China launches coronavirus tracking app as death toll surpasses 1,000
The app alerts you if you have been in close contact with a sick person.
The smartphone app, dubbed the "close contact detecter," aims to let people know whether they are at risk of catching the disease based on if they have been in close proximity with someone who has it.
While it has courted some privacy concerns, some experts say those are currently outweighed by public health benefits amid what the World Health Organization has dubbed a global health emergency.
The app was designed by three Chinese government agencies -- the General Office of the State Council, the National Health Commission and the China Electronics Technology Group Corporations -- and unveiled Monday in a report from Xinhua, the state-run news agency, on the National Health Commission's website.
"These new apps are helpful, but we’re all waiting to see if it can do much to reduce the spread," Dr. Irwin Redlener, the director of Columbia University’s National Center for Disaster Preparedness, told ABC News Tuesday.
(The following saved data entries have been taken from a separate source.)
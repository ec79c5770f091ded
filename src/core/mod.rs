/*
 * This module consolidates the leaf components of the tree engine: shared
 * value types, the item registry, the background task pool and result
 * store, the sibling comparator, the icon cache, and the persisted
 * settings (with its `SettingsStoreOperations` abstraction).
 */
pub mod comparator;
pub mod config;
pub mod icon_cache;
pub mod item_registry;
pub mod models;
pub mod result_store;
pub mod task_pool;

// Re-export key structures and enums
pub use models::{DropEffects, IconDescriptor, ItemAttributes, ItemIdentity, SortKey};

pub use item_registry::{ItemHandle, ItemRecord, ItemRegistry, RegistryError};

pub use result_store::{PendingResult, ResultId, ResultStore};

pub use task_pool::{TaskPool, TaskPoolError};

pub use icon_cache::IconCache;

pub use config::{ConfigError, CoreSettingsStore, SettingsStoreOperations, TreeSettings};
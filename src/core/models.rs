/*
 * This module defines the value types shared across the tree engine: item
 * identities, item attributes, icon descriptors, transfer effects, and the
 * resolved sort keys consumed by the comparator. Everything here is plain
 * owned data with value semantics; no type owns a native resource.
 */
use std::fmt;
use std::path::PathBuf;

/*
 * An opaque identifier for a location in the shell namespace. It replaces a
 * reference-counted native identifier with an owned sequence of namespace
 * segment names, so cloning an identity is a structural copy and dropping one
 * never touches the namespace service.
 *
 * The namespace root is the empty sequence. Only the namespace service
 * interprets segments; the tree engine relies solely on equality, hashing
 * and the ancestry relation below.
 */
#[derive(Debug, Clone, PartialEq, Eq, Hash, PartialOrd, Ord)]
pub struct ItemIdentity {
    segments: Vec<String>,
}

impl ItemIdentity {
    pub fn root() -> Self {
        ItemIdentity {
            segments: Vec::new(),
        }
    }

    pub fn from_segments<I, S>(segments: I) -> Self
    where
        I: IntoIterator<Item = S>,
        S: Into<String>,
    {
        ItemIdentity {
            segments: segments.into_iter().map(Into::into).collect(),
        }
    }

    /// Returns the identity of a direct child of this item.
    pub fn child(&self, name: &str) -> Self {
        let mut segments = self.segments.clone();
        segments.push(name.to_string());
        ItemIdentity { segments }
    }

    /// Returns the parent identity, or `None` for the namespace root.
    pub fn parent(&self) -> Option<ItemIdentity> {
        if self.segments.is_empty() {
            return None;
        }
        Some(ItemIdentity {
            segments: self.segments[..self.segments.len() - 1].to_vec(),
        })
    }

    pub fn leaf_name(&self) -> Option<&str> {
        self.segments.last().map(String::as_str)
    }

    pub fn is_namespace_root(&self) -> bool {
        self.segments.is_empty()
    }

    pub fn depth(&self) -> usize {
        self.segments.len()
    }

    /*
     * Strict ancestry: true when `other` lies somewhere below this identity.
     * An identity is not its own ancestor. This is the structural test the
     * tree walker uses to decide which branch to descend into.
     */
    pub fn is_ancestor_of(&self, other: &ItemIdentity) -> bool {
        other.segments.len() > self.segments.len()
            && other.segments[..self.segments.len()] == self.segments[..]
    }

    pub(crate) fn segments(&self) -> &[String] {
        &self.segments
    }
}

impl fmt::Display for ItemIdentity {
    fn fmt(&self, f: &mut fmt::Formatter<'_>) -> fmt::Result {
        if self.segments.is_empty() {
            write!(f, "<root>")
        } else {
            write!(f, "{}", self.segments.join("/"))
        }
    }
}

// Attribute flags the namespace service reports for an item. Capability
// flags (`can_*`) drive the permitted drag-and-drop effects.
#[derive(Debug, Clone, Copy, PartialEq, Eq, Default)]
pub struct ItemAttributes {
    pub is_hidden: bool,
    pub is_system: bool,
    pub is_filesystem_root: bool,
    pub pinned_to_tree: bool,
    pub can_copy: bool,
    pub can_move: bool,
    pub can_link: bool,
}

// A resolved icon: an index into the host's image list, plus an optional
// overlay index (e.g. the shortcut arrow).
#[derive(Debug, Clone, Copy, PartialEq, Eq)]
pub struct IconDescriptor {
    pub index: u32,
    pub overlay: Option<u32>,
}

impl IconDescriptor {
    pub fn plain(index: u32) -> Self {
        IconDescriptor {
            index,
            overlay: None,
        }
    }
}

/*
 * The set of transfer effects permitted for a drag or paste operation.
 * Kept as named booleans rather than a bit mask so call sites read as the
 * capability checks they are.
 */
#[derive(Debug, Clone, Copy, PartialEq, Eq, Default)]
pub struct DropEffects {
    pub copy: bool,
    pub move_item: bool,
    pub link: bool,
}

impl DropEffects {
    pub fn none(&self) -> bool {
        !self.copy && !self.move_item && !self.link
    }

    pub fn copy_and_move() -> Self {
        DropEffects {
            copy: true,
            move_item: true,
            link: false,
        }
    }

    /// Effects permitted for an item, derived from its capability flags.
    pub fn from_attributes(attributes: &ItemAttributes) -> Self {
        DropEffects {
            copy: attributes.can_copy,
            move_item: attributes.can_move,
            link: attributes.can_link,
        }
    }
}

/*
 * The data the comparator orders siblings by, resolved once per item when a
 * directory is expanded. `parsing_path` is absent for virtual-only items,
 * which is itself significant to the ordering.
 */
#[derive(Debug, Clone, PartialEq, Eq)]
pub struct SortKey {
    pub is_filesystem_root: bool,
    pub parsing_path: Option<PathBuf>,
    pub display_name: String,
}
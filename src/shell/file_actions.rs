/*
 * The file-action seam: rename, delete, create. The tree engine composes
 * paths and enforces preconditions; the mechanics of the filesystem change
 * live behind `FileActionOperations`. Deletions that should be recoverable
 * go to an app-local trash directory rather than vanishing outright.
 */
use directories::ProjectDirs;
use std::fs;
use std::io;
use std::path::{Path, PathBuf};

#[derive(Debug)]
pub enum FileActionError {
    Io(io::Error),
    NoTrashDirectory,
    InvalidTarget(PathBuf),
}

impl From<io::Error> for FileActionError {
    fn from(err: io::Error) -> Self {
        FileActionError::Io(err)
    }
}

impl std::fmt::Display for FileActionError {
    fn fmt(&self, f: &mut std::fmt::Formatter<'_>) -> std::fmt::Result {
        match self {
            FileActionError::Io(e) => write!(f, "File action I/O error: {e}"),
            FileActionError::NoTrashDirectory => {
                write!(f, "Could not determine a trash directory")
            }
            FileActionError::InvalidTarget(path) => {
                write!(f, "File action target {path:?} is not valid")
            }
        }
    }
}

impl std::error::Error for FileActionError {
    fn source(&self) -> Option<&(dyn std::error::Error + 'static)> {
        match self {
            FileActionError::Io(e) => Some(e),
            _ => None,
        }
    }
}

pub type Result<T> = std::result::Result<T, FileActionError>;

pub trait FileActionOperations: Send + Sync {
    fn rename(&self, old_path: &Path, new_path: &Path) -> Result<()>;
    /// `permanent` removes outright; otherwise the item is moved to trash.
    fn delete(&self, path: &Path, permanent: bool) -> Result<()>;
    fn create_directory(&self, path: &Path) -> Result<()>;
}

pub struct CoreFileActionHandler {
    trash_dir: Option<PathBuf>,
}

impl CoreFileActionHandler {
    pub fn new(app_name: &str) -> Self {
        let trash_dir = ProjectDirs::from("", "", app_name)
            .map(|dirs| dirs.data_local_dir().join("trash"));
        CoreFileActionHandler { trash_dir }
    }

    /// Test constructor with an explicit trash location.
    pub fn with_trash_dir(trash_dir: PathBuf) -> Self {
        CoreFileActionHandler {
            trash_dir: Some(trash_dir),
        }
    }

    /*
     * Picks a destination inside the trash directory that does not collide
     * with an earlier deletion of an equally named item.
     */
    fn trash_destination(&self, source: &Path) -> Result<PathBuf> {
        let trash_dir = self
            .trash_dir
            .as_ref()
            .ok_or(FileActionError::NoTrashDirectory)?;
        fs::create_dir_all(trash_dir)?;

        let name = source
            .file_name()
            .ok_or_else(|| FileActionError::InvalidTarget(source.to_path_buf()))?;
        let mut destination = trash_dir.join(name);
        let mut attempt = 1u32;
        while destination.exists() {
            destination = trash_dir.join(format!("{} ({attempt})", name.to_string_lossy()));
            attempt += 1;
        }
        Ok(destination)
    }
}

impl FileActionOperations for CoreFileActionHandler {
    fn rename(&self, old_path: &Path, new_path: &Path) -> Result<()> {
        log::info!("CoreFileActionHandler: Renaming {old_path:?} -> {new_path:?}");
        fs::rename(old_path, new_path)?;
        Ok(())
    }

    fn delete(&self, path: &Path, permanent: bool) -> Result<()> {
        let metadata = fs::symlink_metadata(path)?;
        if permanent {
            log::info!("CoreFileActionHandler: Permanently deleting {path:?}");
            if metadata.is_dir() {
                fs::remove_dir_all(path)?;
            } else {
                fs::remove_file(path)?;
            }
        } else {
            let destination = self.trash_destination(path)?;
            log::info!("CoreFileActionHandler: Moving {path:?} to trash at {destination:?}");
            fs::rename(path, &destination)?;
        }
        Ok(())
    }

    fn create_directory(&self, path: &Path) -> Result<()> {
        log::info!("CoreFileActionHandler: Creating directory {path:?}");
        fs::create_dir(path)?;
        Ok(())
    }
}
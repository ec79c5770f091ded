/*
 * Process-wide cache of resolved icons, keyed by an item's parsing path.
 * Populated when an asynchronous icon result is applied; consulted before
 * queueing a new icon task so previously seen items render correctly on
 * their first display request.
 */
use super::models::IconDescriptor;
use std::collections::HashMap;
use std::path::{Path, PathBuf};

#[derive(Debug, Default)]
pub struct IconCache {
    icons: HashMap<PathBuf, IconDescriptor>,
}

impl IconCache {
    pub fn new() -> Self {
        IconCache {
            icons: HashMap::new(),
        }
    }

    pub fn find_by_path(&self, path: &Path) -> Option<IconDescriptor> {
        self.icons.get(path).copied()
    }

    pub fn add_or_update(&mut self, path: PathBuf, icon: IconDescriptor) {
        self.icons.insert(path, icon);
    }

    pub fn remove(&mut self, path: &Path) {
        self.icons.remove(path);
    }

    pub fn len(&self) -> usize {
        self.icons.len()
    }

    pub fn is_empty(&self) -> bool {
        self.icons.is_empty()
    }
}
/*
 * The external services the tree engine consumes, each behind an
 * `XxxOperations` trait with one concrete implementation: the shell
 * namespace (enumeration, names, attributes, icons, monitoring), file
 * actions (rename/delete/create), and clipboard / drag-and-drop transfer.
 */
pub mod file_actions;
pub mod namespace;
pub mod transfer;

pub use namespace::{
    EnumerationFilter, FileSystemNamespace, NamespaceError, ShellNamespaceOperations,
};

pub use file_actions::{CoreFileActionHandler, FileActionError, FileActionOperations};

pub use transfer::{
    DataObject, DataObjectId, DragOutcome, DropEffect, ProcessClipboard, TransferError,
    TransferOperations,
};
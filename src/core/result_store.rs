/*
 * Holds the pending results of background tasks until the interactive
 * thread consumes them. Each entry is keyed by a generated result id that
 * travels inside the completion message; consumption removes the entry
 * unconditionally, so processing the same completion message twice has no
 * effect the second time, and a message for an id that was never registered
 * (or already consumed) is a no-op.
 */
use std::collections::HashMap;
use std::sync::mpsc::{Receiver, Sender, channel};

// Identifies one pending background result. Monotonic, scoped per store.
#[derive(Debug, Clone, Copy, PartialEq, Eq, Hash)]
pub struct ResultId(pub u64);

/*
 * The consuming half of a single-use payload channel. The worker sends the
 * payload (if its query succeeded) before posting the completion message,
 * so by the time the message is dequeued the payload is observable here. A
 * worker whose query failed posts the message without sending anything;
 * consuming such an entry yields `None` and still reclaims it.
 */
#[derive(Debug)]
pub struct PendingResult<T> {
    receiver: Receiver<T>,
}

impl<T> PendingResult<T> {
    /// Creates the payload channel for one background task.
    pub fn channel() -> (Sender<T>, PendingResult<T>) {
        let (sender, receiver) = channel();
        (sender, PendingResult { receiver })
    }

    fn take(self) -> Option<T> {
        self.receiver.try_recv().ok()
    }
}

#[derive(Debug)]
pub struct ResultStore<T> {
    entries: HashMap<u64, PendingResult<T>>,
    next_id: u64,
}

impl<T> ResultStore<T> {
    pub fn new() -> Self {
        ResultStore {
            entries: HashMap::new(),
            next_id: 0,
        }
    }

    pub fn allocate_id(&mut self) -> ResultId {
        let id = ResultId(self.next_id);
        self.next_id += 1;
        id
    }

    pub fn register(&mut self, id: ResultId, pending: PendingResult<T>) {
        self.entries.insert(id.0, pending);
    }

    /*
     * Removes and resolves the entry for `id`. Returns `None` both for an
     * unknown id and for an entry whose task delivered no payload; the
     * distinction does not matter to the caller, which treats either as a
     * benign cancellation.
     */
    pub fn consume(&mut self, id: ResultId) -> Option<T> {
        self.entries.remove(&id.0).and_then(PendingResult::take)
    }

    /// Discards every pending entry. Used during shutdown teardown.
    pub fn clear(&mut self) {
        self.entries.clear();
    }

    pub fn len(&self) -> usize {
        self.entries.len()
    }

    pub fn is_empty(&self) -> bool {
        self.entries.is_empty()
    }
}

impl<T> Default for ResultStore<T> {
    fn default() -> Self {
        Self::new()
    }
}
//! Graph generators for benchmarking
//!
//! Gantree: L5_Benchmark → Generators
//!
//! Standard graph families of the timing matrix. Random families draw from a
//! seeded `StdRng` so every run sees the same graphs.

use rand::prelude::*;
use rand::rngs::StdRng;
use serde::{Deserialize, Serialize};
use std::fmt;
use substrate_core::bench::DEFAULT_SEED;
use substrate_core::{NodeId, ResourceGraph, SubstrateResult};

/// Graph generator for benchmarks
/// Gantree: GraphGenerator // 그래프 생성기
pub struct GraphGenerator {
    /// Random seed
    seed: Option<u64>,
}

impl GraphGenerator {
    /// Create new generator (fixed default seed)
    pub fn new() -> Self {
        Self { seed: None }
    }

    /// Create generator with seed
    pub fn with_seed(seed: u64) -> Self {
        Self { seed: Some(seed) }
    }

    fn get_rng(&self) -> StdRng {
        StdRng::seed_from_u64(self.seed.unwrap_or(DEFAULT_SEED))
    }

    fn build(n: usize, edges: Vec<(NodeId, NodeId)>) -> SubstrateResult<ResourceGraph> {
        ResourceGraph::new((0..n).collect(), edges)
    }

    // ========================================================================
    // Deterministic Families
    // ========================================================================

    /// Chain `0 - 1 - ... - (n-1)`
    pub fn path(&self, n: usize) -> SubstrateResult<ResourceGraph> {
        let edges = (1..n).map(|i| (i - 1, i)).collect();
        Ok(Self::build(n, edges)?.with_name(format!("path_graph({})", n)))
    }

    /// Ring of `n` nodes
    pub fn cycle(&self, n: usize) -> SubstrateResult<ResourceGraph> {
        let mut edges: Vec<(NodeId, NodeId)> = (1..n).map(|i| (i - 1, i)).collect();
        if n > 2 {
            edges.push((n - 1, 0));
        }
        Ok(Self::build(n, edges)?.with_name(format!("cycle_graph({})", n)))
    }

    /// Every pair connected
    pub fn complete(&self, n: usize) -> SubstrateResult<ResourceGraph> {
        let edges = (0..n)
            .flat_map(|i| (i + 1..n).map(move |j| (i, j)))
            .collect();
        Ok(Self::build(n, edges)?.with_name(format!("complete_graph({})", n)))
    }

    /// Hub `0` joined to `n - 1` leaves (`n` nodes in total)
    pub fn star(&self, n: usize) -> SubstrateResult<ResourceGraph> {
        let edges = (1..n).map(|i| (0, i)).collect();
        Ok(Self::build(n, edges)?.with_name(format!("star_graph({})", n)))
    }

    /// Hub `0` joined to every node of the rim cycle `1..n`
    pub fn wheel(&self, n: usize) -> SubstrateResult<ResourceGraph> {
        let mut edges: Vec<(NodeId, NodeId)> = (1..n).map(|i| (0, i)).collect();
        edges.extend((2..n).map(|i| (i - 1, i)));
        if n > 3 {
            edges.push((n - 1, 1));
        }
        Ok(Self::build(n, edges)?.with_name(format!("wheel_graph({})", n)))
    }

    /// Two `m1`-cliques joined by a path of `m2` nodes (`2*m1 + m2` nodes)
    pub fn barbell(&self, m1: usize, m2: usize) -> SubstrateResult<ResourceGraph> {
        let n = 2 * m1 + m2;
        let clique = |offset: usize| {
            (0..m1).flat_map(move |i| (i + 1..m1).map(move |j| (offset + i, offset + j)))
        };

        let mut edges: Vec<(NodeId, NodeId)> = clique(0).collect();
        if m1 > 0 {
            // bridge: last node of the first clique through the path to the second clique
            edges.extend((m1..=m1 + m2).map(|i| (i - 1, i)));
        }
        edges.extend(clique(m1 + m2));

        Ok(Self::build(n, edges)?.with_name(format!("barbell_graph({}, {})", m1, m2)))
    }

    /// `rows × cols` lattice
    pub fn grid(&self, rows: usize, cols: usize) -> SubstrateResult<ResourceGraph> {
        let mut edges = Vec::new();
        for r in 0..rows {
            for c in 0..cols {
                let node = r * cols + c;
                if c + 1 < cols {
                    edges.push((node, node + 1));
                }
                if r + 1 < rows {
                    edges.push((node, node + cols));
                }
            }
        }
        Ok(Self::build(rows * cols, edges)?.with_name(format!("grid_graph({}, {})", rows, cols)))
    }

    // ========================================================================
    // Random Families
    // ========================================================================

    /// G(n, p): each pair joined independently with probability `p`
    pub fn erdos_renyi(&self, n: usize, p: f64) -> SubstrateResult<ResourceGraph> {
        let mut rng = self.get_rng();
        let mut edges = Vec::new();

        for i in 0..n {
            for j in (i + 1)..n {
                if rng.gen::<f64>() < p {
                    edges.push((i, j));
                }
            }
        }

        Ok(Self::build(n, edges)?.with_name(format!("erdos_renyi({}, {})", n, p)))
    }
}

impl Default for GraphGenerator {
    fn default() -> Self {
        Self::new()
    }
}

/// Graph family of the timing matrix
/// Gantree: GraphKind // 그래프 종류
#[derive(Debug, Clone, Copy, PartialEq, Serialize, Deserialize)]
#[serde(rename_all = "snake_case")]
pub enum GraphKind {
    /// `path_graph(n)`
    Path,
    /// `complete_graph(n)`
    Complete,
    /// `star_graph(n)`
    Star,
    /// `wheel_graph(n)`
    Wheel,
    /// `barbell_graph(n / 4, n - 2 * (n / 4))`, exactly `n` nodes
    Barbell,
    /// `erdos_renyi(n, p)`
    ErdosRenyi(f64),
}

impl GraphKind {
    /// Families exercised by the timing matrix
    pub fn matrix() -> Vec<GraphKind> {
        let mut kinds = vec![
            GraphKind::Path,
            GraphKind::Complete,
            GraphKind::Star,
            GraphKind::Wheel,
            GraphKind::Barbell,
        ];
        kinds.extend(
            substrate_core::bench::ER_PROBABILITIES
                .iter()
                .map(|&p| GraphKind::ErdosRenyi(p)),
        );
        kinds
    }

    /// Benchmark name (`path_graph`, `erdos_renyi_0.01`, ...)
    pub fn name(&self) -> String {
        match self {
            GraphKind::Path => "path_graph".to_string(),
            GraphKind::Complete => "complete_graph".to_string(),
            GraphKind::Star => "star_graph".to_string(),
            GraphKind::Wheel => "wheel_graph".to_string(),
            GraphKind::Barbell => "barbell_graph".to_string(),
            GraphKind::ErdosRenyi(p) => format!("erdos_renyi_{}", p),
        }
    }

    /// Build the family member with `n` nodes
    pub fn build(&self, generator: &GraphGenerator, n: usize) -> SubstrateResult<ResourceGraph> {
        match *self {
            GraphKind::Path => generator.path(n),
            GraphKind::Complete => generator.complete(n),
            GraphKind::Star => generator.star(n),
            GraphKind::Wheel => generator.wheel(n),
            GraphKind::Barbell => generator.barbell(n / 4, n - 2 * (n / 4)),
            GraphKind::ErdosRenyi(p) => generator.erdos_renyi(n, p),
        }
    }
}

impl fmt::Display for GraphKind {
    fn fmt(&self, f: &mut fmt::Formatter<'_>) -> fmt::Result {
        f.write_str(&self.name())
    }
}

// ============================================================================
// Tests
// ============================================================================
"Will it stop the epidemic? No, but it will help individuals figure out if they are at risk," he added.
"The situation is already really kind of out of control," Redlener, who is also a professor at Columbia University’s Mailman School of Public Health, said. "We’re applying these tools which will help, but there is so many unknowns about the behavior of this coronavirus that the amount of help it is going to do in controlling spread is going to be limited."
The app alerts you if you have come in close contact to people with confirmed cases, suspected cases or mild cases, including coworkers, people who share a classroom, people who live together, or passengers and crew members who may have been on the same flight or train as an ill person.
On a flight, passengers in the same row or within a three-row radius of a sick person, as well as flight attendants who provided service in the area, are considered "close contact." The rest of the passengers will be classified as having "general contact," according to Xinhua.
Meanwhile, in an enclosed and air-conditioned train car, all passengers and crew members in the car would be classified as being in close contact.
If you have been alerted that you were in close contact with someone who is sick, you are advised by the app to stay at home or get in touch with local health officials.
Although China's officials did not specify how the app detects those infected with coronavirus, the app has received support from the Ministry of Transport, China Railway and the Civil Aviation Administration of China "to ensure accurate, reliable and authoritative data," Xinhua reported.
It has raised some privacy concerns among critics. In order to register, users must enter their name and government ID number.
Redlener said that even without these apps and new technologies, if you came down with a verified case then public health officials would still need to track where you have been.
"There is an inherent conflict between the absolutely necessary public health techniques versus individual privacy," Redlener said.
"In this case the public good and the public health has to outweigh the privacy concerns, otherwise we have no shot of doing anything about this," he added. "Most people would rather know that they've been in contact with someone who has coronavirus than to have that information kept from you."